Seria absolutamente ingênuo na minha idade, aceitar passivamente inverdades que se cristalizaram com o passar dos tempos. Em relação a uma verdade em especial tive, paracendo até descortês, que retrucar uma mensagem que meu amigo, zelador do condomínio onde moro, me enviou desejando um "Feliz domingo". Para retrucar o desejo de feliz domingo, externei a minha opinião sobre a etmologia da palavra. Trago aqui uma definição extraída do wikipédia:
Nada mais improvável dizer que significa "dia do Senhor". Na minha humilde opinião, domenica, deriva de domus, do latim "casa". Ou seja, o significado real seria: "dia de ficar em casa".

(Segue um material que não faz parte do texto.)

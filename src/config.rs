// model-linker/src/config.rs

use log::{info, warn};
use serde::{Deserialize, Serialize};
use std::collections::BTreeMap;
use std::env;
use std::fs;
use std::path::{Path, PathBuf};

use crate::inventory::{CategoryFolders, FolderRegistry};
use crate::sources::civitai::DEFAULT_CIVITAI_BASE;
use crate::sources::huggingface::DEFAULT_HUGGINGFACE_BASE;

pub const CONFIG_PATH_ENV: &str = "MODEL_LINKER_CONFIG";
pub const DEFAULT_CONFIG_PATH: &str = "./model-linker.yaml";

#[derive(Serialize, Deserialize, Debug, Clone, PartialEq)]
#[serde(default)]
pub struct LinkerConfig {
    pub bind_addr: String,
    /// ComfyUI-style `models/` directory; every standard category is rooted here.
    pub models_base: Option<PathBuf>,
    /// Extensions may be written with or without the leading dot.
    pub categories: BTreeMap<String, CategoryFolders>,
    pub metadata_dir: PathBuf,
    pub huggingface_token: Option<String>,
    pub civitai_api_key: Option<String>,
    pub similarity_threshold: f64,
    pub max_matches_per_model: usize,
    pub log_config: PathBuf,
    pub huggingface_api_base: String,
    pub civitai_api_base: String,
}

impl Default for LinkerConfig {
    fn default() -> Self {
        Self {
            bind_addr: "127.0.0.1:8189".to_string(),
            models_base: None,
            categories: BTreeMap::new(),
            metadata_dir: PathBuf::from("./metadata"),
            huggingface_token: None,
            civitai_api_key: None,
            similarity_threshold: 0.0,
            max_matches_per_model: 10,
            log_config: PathBuf::from("./log4rs.yaml"),
            huggingface_api_base: DEFAULT_HUGGINGFACE_BASE.to_string(),
            civitai_api_base: DEFAULT_CIVITAI_BASE.to_string(),
        }
    }
}

impl LinkerConfig {
    /// Parses a YAML config file. A missing file yields the defaults.
    pub fn from_file(path: &Path) -> Result<Self, String> {
        if !path.exists() {
            info!("No config file at {}, using defaults", path.display());
            return Ok(Self::default());
        }
        let text = fs::read_to_string(path)
            .map_err(|e| format!("Failed to read config {}: {}", path.display(), e))?;
        serde_yaml::from_str(&text).map_err(|e| format!("Failed to parse config {}: {}", path.display(), e))
    }

    /// File named by `MODEL_LINKER_CONFIG` (or the default path), then
    /// environment overrides.
    pub fn load() -> Result<Self, String> {
        let path = env::var(CONFIG_PATH_ENV).unwrap_or_else(|_| DEFAULT_CONFIG_PATH.to_string());
        let mut config = Self::from_file(Path::new(&path))?;
        config.apply_overrides(|key| env::var(key).ok());
        Ok(config)
    }

    pub fn apply_overrides<F>(&mut self, lookup: F)
    where
        F: Fn(&str) -> Option<String>,
    {
        let non_empty = |key: &str| lookup(key).filter(|v| !v.trim().is_empty());
        if let Some(bind) = non_empty("MODEL_LINKER_BIND") {
            self.bind_addr = bind;
        }
        if let Some(dir) = non_empty("MODEL_LINKER_MODELS_DIR") {
            self.models_base = Some(PathBuf::from(dir));
        }
        if let Some(token) = non_empty("HF_TOKEN") {
            self.huggingface_token = Some(token);
        }
        if let Some(key) = non_empty("CIVITAI_API_KEY") {
            self.civitai_api_key = Some(key);
        }
    }

    /// Category registry: the standard layout under `models_base` first,
    /// explicit categories appended after.
    pub fn folder_registry(&self) -> FolderRegistry {
        let mut registry = FolderRegistry::new();
        if let Some(base) = &self.models_base {
            registry.add_models_base(base);
        }
        for (category, folders) in &self.categories {
            registry.add_category(category, folders.paths.clone(), folders.extensions.clone());
        }
        if registry.model_categories().next().is_none() {
            warn!("No model directories configured; set models_base or categories");
        }
        registry
    }
}

#[cfg(test)]
mod tests {
    use super::*;
    use std::collections::HashMap;
    use tempfile::tempdir;

    #[test]
    fn missing_file_gives_defaults() {
        let dir = tempdir().unwrap();
        let config = LinkerConfig::from_file(&dir.path().join("absent.yaml")).unwrap();
        assert_eq!(config, LinkerConfig::default());
        assert_eq!(config.max_matches_per_model, 10);
    }

    #[test]
    fn partial_yaml_keeps_other_defaults() {
        let dir = tempdir().unwrap();
        let path = dir.path().join("linker.yaml");
        fs::write(
            &path,
            "bind_addr: 0.0.0.0:9000\nsimilarity_threshold: 0.4\ncategories:\n  loras:\n    paths: [/data/loras]\n    extensions: [safetensors]\n",
        )
        .unwrap();
        let config = LinkerConfig::from_file(&path).unwrap();

        assert_eq!(config.bind_addr, "0.0.0.0:9000");
        assert_eq!(config.similarity_threshold, 0.4);
        assert_eq!(config.categories["loras"].paths, vec![PathBuf::from("/data/loras")]);
        assert_eq!(config.categories["loras"].extensions, vec!["safetensors".to_string()]);
        let registry = config.folder_registry();
        assert_eq!(registry.folders("loras").unwrap().extensions, vec![".safetensors".to_string()]);
        assert_eq!(config.metadata_dir, PathBuf::from("./metadata"));
    }

    #[test]
    fn invalid_yaml_is_an_error() {
        let dir = tempdir().unwrap();
        let path = dir.path().join("bad.yaml");
        fs::write(&path, "similarity_threshold: [not, a, number]").unwrap();
        assert!(LinkerConfig::from_file(&path).is_err());
    }

    #[test]
    fn environment_overrides_win() {
        let vars: HashMap<&str, &str> = [
            ("MODEL_LINKER_BIND", "127.0.0.1:1"),
            ("HF_TOKEN", "hf_x"),
            ("CIVITAI_API_KEY", "  "),
        ]
        .into_iter()
        .collect();
        let mut config = LinkerConfig::default();
        config.apply_overrides(|key| vars.get(key).map(|v| v.to_string()));

        assert_eq!(config.bind_addr, "127.0.0.1:1");
        assert_eq!(config.huggingface_token.as_deref(), Some("hf_x"));
        assert_eq!(config.civitai_api_key, None);
    }

    #[test]
    fn registry_combines_base_and_explicit_categories() {
        let config = LinkerConfig {
            models_base: Some(PathBuf::from("/comfy/models")),
            categories: [(
                "loras".to_string(),
                CategoryFolders { paths: vec!["/extra/loras".into()], extensions: vec![] },
            )]
            .into_iter()
            .collect(),
            ..LinkerConfig::default()
        };
        let registry = config.folder_registry();
        let loras = registry.folders("loras").unwrap();
        assert_eq!(loras.paths, vec![PathBuf::from("/comfy/models/loras"), PathBuf::from("/extra/loras")]);
        assert_eq!(registry.download_directory("lora"), Some(PathBuf::from("/comfy/models/loras")));
    }
}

Como o nome deste dia foi imposto pelo imperador romano, Teodósio I, trocando o nome do deus pagão "sol" pelo "dies dominica", logo após o Concilio de Niceia em 380 da era comum, fica uma questão sim:_ o dies dominica seria o dia de ficar em casa.
Agora pergunto: "Quem poderia ficar em casa, sem trabalhar, um dia sequer? Somente os senhores; os escravos trabalhavem de sol a sol todos os dias. Nada mais enganoso e falso dizer que domingo deriva do dia do Senhor, com letra maiúscula. Domingo foi criado como dia do senhor romano que, este sim, tinha escravos a lhes servir, como se diz hoje, 7 por 24; ou seja, o tempo todo.

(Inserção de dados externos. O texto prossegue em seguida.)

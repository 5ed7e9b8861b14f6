//! JPL kernel readers and the shared geocentric-to-ecliptic step.
//!
//! Both readers return geocentric positions in km on ICRF axes. The precise backends
//! turn them into ecliptic longitudes of date J2000 with [`ecliptic_longitude`].

use nalgebra::{Rotation3, Vector3};

use crate::{
    angle::normalize,
    constants::{Degree, Kilometer, OBLIQUITY_J2000_ARCSEC, RADSEC},
};

pub mod download_jpl_file;
pub mod horizon;
pub mod naif;

/// Rotation from the ICRF (equatorial J2000) axes to the ecliptic J2000 axes.
pub fn rot_equ_to_ecl() -> Rotation3<f64> {
    let eps = OBLIQUITY_J2000_ARCSEC * RADSEC;
    Rotation3::from_axis_angle(&Vector3::x_axis(), -eps)
}

/// Ecliptic longitude, in \[0, 360) degrees, of an equatorial position vector.
pub fn ecliptic_longitude(equatorial: &Vector3<Kilometer>) -> Degree {
    let ecliptic = rot_equ_to_ecl() * equatorial;
    normalize(ecliptic.y.atan2(ecliptic.x).to_degrees())
}

#[cfg(test)]
mod jpl_ephem_test {
    use super::*;
    use approx::assert_abs_diff_eq;

    #[test]
    fn test_equinox_and_solstice_directions() {
        assert_abs_diff_eq!(ecliptic_longitude(&Vector3::new(1.0, 0.0, 0.0)), 0.0);
        assert_abs_diff_eq!(ecliptic_longitude(&Vector3::new(-1.0, 0.0, 0.0)), 180.0);

        // the ecliptic pole seen from the equator
        let eps = OBLIQUITY_J2000_ARCSEC * RADSEC;
        let summer = Vector3::new(0.0, eps.cos(), eps.sin());
        assert_abs_diff_eq!(ecliptic_longitude(&summer), 90.0, epsilon = 1e-9);
        let winter = -summer;
        assert_abs_diff_eq!(ecliptic_longitude(&winter), 270.0, epsilon = 1e-9);
    }

    #[test]
    fn test_rotation_keeps_x_axis() {
        let v = rot_equ_to_ecl() * Vector3::new(2.0, 0.0, 0.0);
        assert_abs_diff_eq!(v.x, 2.0);
        assert_abs_diff_eq!(v.y, 0.0);
    }
}
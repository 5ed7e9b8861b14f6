//! Kernel identification and optional download.
//!
//! An [`EphemFileSource`] names one kernel the way users type it on the command line:
//! `horizon:DE440` for a legacy DE binary, `naif:de440s` (or `naif:de440s.bsp`) for an SPK
//! kernel. The download itself is only compiled with the `jpl-download` feature.

use std::fmt;

use camino::Utf8PathBuf;
use directories::BaseDirs;

use crate::ephem_errors::EphemError;

use super::horizon::horizon_version::JPLHorizonVersion;

const HORIZON_BASE_URL: &str = "https://ssd.jpl.nasa.gov/ftp/eph/planets/Linux";
const NAIF_BASE_URL: &str = "https://naif.jpl.nasa.gov/pub/naif/generic_kernels/spk/planets";

#[derive(Debug, Clone, PartialEq, Eq)]
pub enum EphemFileSource {
    JPLHorizon(JPLHorizonVersion),
    /// SPK file name, always ending in `.bsp`.
    Naif(String),
}

impl EphemFileSource {
    /// Name of the file in the ephemeris directory.
    pub fn file_name(&self) -> &str {
        match self {
            EphemFileSource::JPLHorizon(version) => version.legacy_file_name(),
            EphemFileSource::Naif(name) => name,
        }
    }

    /// Download location on the JPL servers.
    pub fn url(&self) -> String {
        match self {
            EphemFileSource::JPLHorizon(version) => {
                format!("{HORIZON_BASE_URL}/{}", version.get_filename())
            }
            EphemFileSource::Naif(name) => format!("{NAIF_BASE_URL}/{name}"),
        }
    }
}

impl TryFrom<&str> for EphemFileSource {
    type Error = EphemError;

    fn try_from(value: &str) -> Result<Self, Self::Error> {
        let (kind, name) = value
            .split_once(':')
            .ok_or_else(|| EphemError::InvalidEphemFileSource(value.to_string()))?;
        let name = name.trim();

        match kind.trim().to_ascii_lowercase().as_str() {
            "horizon" => Ok(EphemFileSource::JPLHorizon(name.parse()?)),
            "naif" if !name.is_empty() && !name.contains('/') => {
                let name = name.to_ascii_lowercase();
                if name.ends_with(".bsp") {
                    Ok(EphemFileSource::Naif(name))
                } else {
                    Ok(EphemFileSource::Naif(format!("{name}.bsp")))
                }
            }
            _ => Err(EphemError::InvalidEphemFileSource(value.to_string())),
        }
    }
}

impl fmt::Display for EphemFileSource {
    fn fmt(&self, f: &mut fmt::Formatter<'_>) -> fmt::Result {
        match self {
            EphemFileSource::JPLHorizon(version) => write!(f, "horizon:{version}"),
            EphemFileSource::Naif(name) => write!(f, "naif:{name}"),
        }
    }
}

/// Per-user cache directory for downloaded kernels, e.g. `~/.cache/senkron/jpl_ephem`.
pub fn default_cache_dir() -> Result<Utf8PathBuf, EphemError> {
    let base_dir = BaseDirs::new()
        .ok_or_else(|| EphemError::Utf8PathError("no home directory".to_string()))?;
    let cache = Utf8PathBuf::from_path_buf(base_dir.cache_dir().to_path_buf())
        .map_err(|p| EphemError::Utf8PathError(format!("non UTF-8 cache dir {}", p.display())))?;
    Ok(cache.join("senkron").join("jpl_ephem"))
}

#[cfg(feature = "jpl-download")]
mod download {
    use camino::{Utf8Path, Utf8PathBuf};
    use tokio::{fs::File, io::AsyncWriteExt};
    use tokio_stream::StreamExt;
    use tracing::info;

    use super::EphemFileSource;
    use crate::ephem_errors::EphemError;

    /// Stream `url` into `path`, chunk by chunk.
    async fn download_big_file(url: &str, path: &Utf8Path) -> Result<(), EphemError> {
        let mut file = File::create(path).await?;
        info!("downloading {url}");

        let mut stream = reqwest::get(url).await?.error_for_status()?.bytes_stream();
        while let Some(chunk_result) = stream.next().await {
            let chunk = chunk_result?;
            file.write_all(&chunk).await?;
        }

        file.flush().await?;
        info!("downloaded {url} to {path}");
        Ok(())
    }

    /// Make sure the kernel named by `source` is present in `directory`.
    ///
    /// Return
    /// ----------
    /// * The path of the kernel. An existing file is never downloaded again.
    pub async fn fetch_kernel(
        source: &EphemFileSource,
        directory: &Utf8Path,
    ) -> Result<Utf8PathBuf, EphemError> {
        tokio::fs::create_dir_all(directory).await?;
        let local_file = directory.join(source.file_name());
        if tokio::fs::try_exists(&local_file).await? {
            return Ok(local_file);
        }

        let partial = local_file.with_extension("part");
        download_big_file(&source.url(), &partial).await?;
        tokio::fs::rename(&partial, &local_file).await?;
        Ok(local_file)
    }
}

#[cfg(feature = "jpl-download")]
pub use download::fetch_kernel;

E tal situação de exploração persistiu até o passado próximo . No livro A Situação da Classe Trabalhadora na Inglaterra livro de 1864 dos mais conhecidos de Friedrich Engels. (Die Lage der Arbeitenden Klasse in England), que relata a situação de terrível exploração do trabalho de mulheres, crianças de tenra idade, em condições desumanas sete dias por semana, permitindo-se apenas a ida ao serviço religioso no domingo cujo clero, este conivente com a nobreza, elegia a "nobreza do trabalho"; não muito diferente do que se escreveu, bem menos de um século depois, no frontispício de Auschwitz, "O trabalho liberta" - "Arbeit macht frei".
Para que este texto não signifique apenas um discurso ideológico, posto aqui a informação que, ao assumir ser síndico no condomínio onde moro, no município de Nova Friburgo, no ano de 2022, mais de mil e seiscentos anos depois do Concílio de Niceia, encontrei o zelador a que me referí no início deste texto trabalhando, além dos dias úteis, aos domingos e feriados. Excusado dizer que dei um fim imediato a esta prática ilegal, imoral e deletéria.
Corre agora quando escrevo o ano de 2025 da era comum, neste dia de domingo. Ficamos com a pergunta: Quanto ainda falta para se chegar ao que o Senhor de Nazaré, que pagou com a vida e sofrimento por ter se insurgido contra os sábios de Jerusalém, conluiados com os romanos, poder hegemônico da época, pregava: a simples justiça social? Que os cristãos de hoje, seguidores daquele preso político, torturado e sacrificado, tenham neste domingo a consciência do significado deste dia.
Esta é a minha humilde colaboração.
Parabéns! Bom domingo meu amigo e irmão em Cristo.